### Data to use

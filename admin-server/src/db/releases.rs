//! Release and deployment store
//!
//! Releases and deployments keep the original numeric ids; rows live in
//! insertion order and ids come from monotonic counters.

use shared::models::{Deployment, Release};

/// Releases and deployment runs
#[derive(Debug)]
pub struct ReleaseStore {
    pub releases: Vec<Release>,
    pub deployments: Vec<Deployment>,
    next_release_id: u64,
    next_deployment_id: u64,
}

impl ReleaseStore {
    pub fn new() -> Self {
        Self {
            releases: Vec::new(),
            deployments: Vec::new(),
            next_release_id: 1,
            next_deployment_id: 1,
        }
    }

    /// Seed rows and advance the counters past the seeded ids
    pub fn with_seed(releases: Vec<Release>, deployments: Vec<Deployment>) -> Self {
        let next_release_id = releases.iter().map(|r| r.id).max().unwrap_or(0) + 1;
        let next_deployment_id = deployments.iter().map(|d| d.id).max().unwrap_or(0) + 1;
        Self {
            releases,
            deployments,
            next_release_id,
            next_deployment_id,
        }
    }

    pub fn next_release_id(&mut self) -> u64 {
        let id = self.next_release_id;
        self.next_release_id += 1;
        id
    }

    pub fn next_deployment_id(&mut self) -> u64 {
        let id = self.next_deployment_id;
        self.next_deployment_id += 1;
        id
    }

    pub fn release(&self, id: u64) -> Option<&Release> {
        self.releases.iter().find(|r| r.id == id)
    }

    pub fn release_mut(&mut self, id: u64) -> Option<&mut Release> {
        self.releases.iter_mut().find(|r| r.id == id)
    }

    pub fn release_by_version(&self, version: &str) -> Option<&Release> {
        self.releases.iter().find(|r| r.version == version)
    }
}

impl Default for ReleaseStore {
    fn default() -> Self {
        Self::new()
    }
}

######

What is being asked = In full and without alteration, copy the entries.

Exercise output =
filename admin-server/src/db/releases.rs
//! Release and deployment store
//!
//! Releases and deployments keep the original numeric ids; rows live in
//! insertion order and ids come from monotonic counters.

use shared::models::{Deployment, Release};

/// Releases and deployment runs
#[derive(Debug)]
pub struct ReleaseStore {
    pub releases: Vec<Release>,
    pub deployments: Vec<Deployment>,
    next_release_id: u64,
    next_deployment_id: u64,
}

impl ReleaseStore {
    pub fn new() -> Self {
        Self {
            releases: Vec::new(),
            deployments: Vec::new(),
            next_release_id: 1,
            next_deployment_id: 1,
        }
    }

    /// Seed rows and advance the counters past the seeded ids
    pub fn with_seed(releases: Vec<Release>, deployments: Vec<Deployment>) -> Self {
        let next_release_id = releases.iter().map(|r| r.id).max().unwrap_or(0) + 1;
        let next_deployment_id = deployments.iter().map(|d| d.id).max().unwrap_or(0) + 1;
        Self {
            releases,
            deployments,
            next_release_id,
            next_deployment_id,
        }
    }

    pub fn next_release_id(&mut self) -> u64 {
        let id = self.next_release_id;
        self.next_release_id += 1;
        id
    }

    pub fn next_deployment_id(&mut self) -> u64 {
        let id = self.next_deployment_id;
        self.next_deployment_id += 1;
        id
    }

    pub fn release(&self, id: u64) -> Option<&Release> {
        self.releases.iter().find(|r| r.id == id)
    }

    pub fn release_mut(&mut self, id: u64) -> Option<&mut Release> {
        self.releases.iter_mut().find(|r| r.id == id)
    }

    pub fn release_by_version(&self, version: &str) -> Option<&Release> {
        self.releases.iter().find(|r| r.version == version)
    }
}

impl Default for ReleaseStore {
    fn default() -> Self {
        Self::new()
    }
}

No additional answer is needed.